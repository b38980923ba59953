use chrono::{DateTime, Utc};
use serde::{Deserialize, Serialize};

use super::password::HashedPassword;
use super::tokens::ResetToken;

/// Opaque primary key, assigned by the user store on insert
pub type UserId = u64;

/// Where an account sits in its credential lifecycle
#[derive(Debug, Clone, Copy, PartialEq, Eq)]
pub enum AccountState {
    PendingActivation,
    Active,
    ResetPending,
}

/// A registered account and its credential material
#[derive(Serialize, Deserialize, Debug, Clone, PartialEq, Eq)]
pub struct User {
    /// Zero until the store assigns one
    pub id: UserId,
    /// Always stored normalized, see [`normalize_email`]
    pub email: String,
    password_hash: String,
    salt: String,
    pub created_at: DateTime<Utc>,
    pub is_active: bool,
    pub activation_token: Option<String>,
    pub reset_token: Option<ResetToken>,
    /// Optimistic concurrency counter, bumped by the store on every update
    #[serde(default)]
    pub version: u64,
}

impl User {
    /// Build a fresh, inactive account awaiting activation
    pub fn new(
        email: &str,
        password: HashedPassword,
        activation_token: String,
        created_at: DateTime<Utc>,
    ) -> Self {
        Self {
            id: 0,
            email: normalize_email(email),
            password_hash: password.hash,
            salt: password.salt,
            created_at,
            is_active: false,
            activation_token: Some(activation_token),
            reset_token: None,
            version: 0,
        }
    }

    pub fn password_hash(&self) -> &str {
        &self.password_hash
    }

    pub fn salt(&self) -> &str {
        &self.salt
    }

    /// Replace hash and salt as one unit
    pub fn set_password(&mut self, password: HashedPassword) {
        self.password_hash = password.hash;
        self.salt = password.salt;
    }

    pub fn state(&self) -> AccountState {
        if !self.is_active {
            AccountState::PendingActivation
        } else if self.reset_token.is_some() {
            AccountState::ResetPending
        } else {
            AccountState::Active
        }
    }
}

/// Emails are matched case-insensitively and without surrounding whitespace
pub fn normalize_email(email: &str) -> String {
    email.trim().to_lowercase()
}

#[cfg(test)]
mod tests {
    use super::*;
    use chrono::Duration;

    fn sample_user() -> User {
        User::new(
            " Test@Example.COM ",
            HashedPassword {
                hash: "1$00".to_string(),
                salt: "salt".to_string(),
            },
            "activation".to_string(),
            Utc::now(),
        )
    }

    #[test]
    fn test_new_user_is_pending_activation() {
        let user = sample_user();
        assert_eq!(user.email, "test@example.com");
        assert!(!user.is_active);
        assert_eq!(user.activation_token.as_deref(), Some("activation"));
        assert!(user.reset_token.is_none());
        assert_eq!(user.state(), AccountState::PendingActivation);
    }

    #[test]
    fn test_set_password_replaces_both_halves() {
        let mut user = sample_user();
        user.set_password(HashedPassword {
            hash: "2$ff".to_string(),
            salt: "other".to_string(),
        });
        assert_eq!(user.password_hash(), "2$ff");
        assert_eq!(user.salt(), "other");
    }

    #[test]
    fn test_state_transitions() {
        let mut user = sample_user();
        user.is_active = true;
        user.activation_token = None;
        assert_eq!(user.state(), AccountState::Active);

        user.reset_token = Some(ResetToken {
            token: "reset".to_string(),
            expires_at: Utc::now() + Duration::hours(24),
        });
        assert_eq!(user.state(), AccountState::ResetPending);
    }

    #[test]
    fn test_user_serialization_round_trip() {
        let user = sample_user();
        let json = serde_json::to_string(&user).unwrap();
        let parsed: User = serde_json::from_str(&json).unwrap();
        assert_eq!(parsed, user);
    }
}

_PROBLEM REQUIREMENTS:_
There is a line with "pub enum AccountState" and a line with "as one unit" above. Copy exactly those two lines and all lines between them, with nothing else.

_EXERCISE OUTPUT:_
pub enum AccountState {
    PendingActivation,
    Active,
    ResetPending,
}

/// A registered account and its credential material
#[derive(Serialize, Deserialize, Debug, Clone, PartialEq, Eq)]
pub struct User {
    /// Zero until the store assigns one
    pub id: UserId,
    /// Always stored normalized, see [`normalize_email`]
    pub email: String,
    password_hash: String,
    salt: String,
    pub created_at: DateTime<Utc>,
    pub is_active: bool,
    pub activation_token: Option<String>,
    pub reset_token: Option<ResetToken>,
    /// Optimistic concurrency counter, bumped by the store on every update
    #[serde(default)]
    pub version: u64,
}

impl User {
    /// Build a fresh, inactive account awaiting activation
    pub fn new(
        email: &str,
        password: HashedPassword,
        activation_token: String,
        created_at: DateTime<Utc>,
    ) -> Self {
        Self {
            id: 0,
            email: normalize_email(email),
            password_hash: password.hash,
            salt: password.salt,
            created_at,
            is_active: false,
            activation_token: Some(activation_token),
            reset_token: None,
            version: 0,
        }
    }

    pub fn password_hash(&self) -> &str {
        &self.password_hash
    }

    pub fn salt(&self) -> &str {
        &self.salt
    }

    /// Replace hash and salt as one unit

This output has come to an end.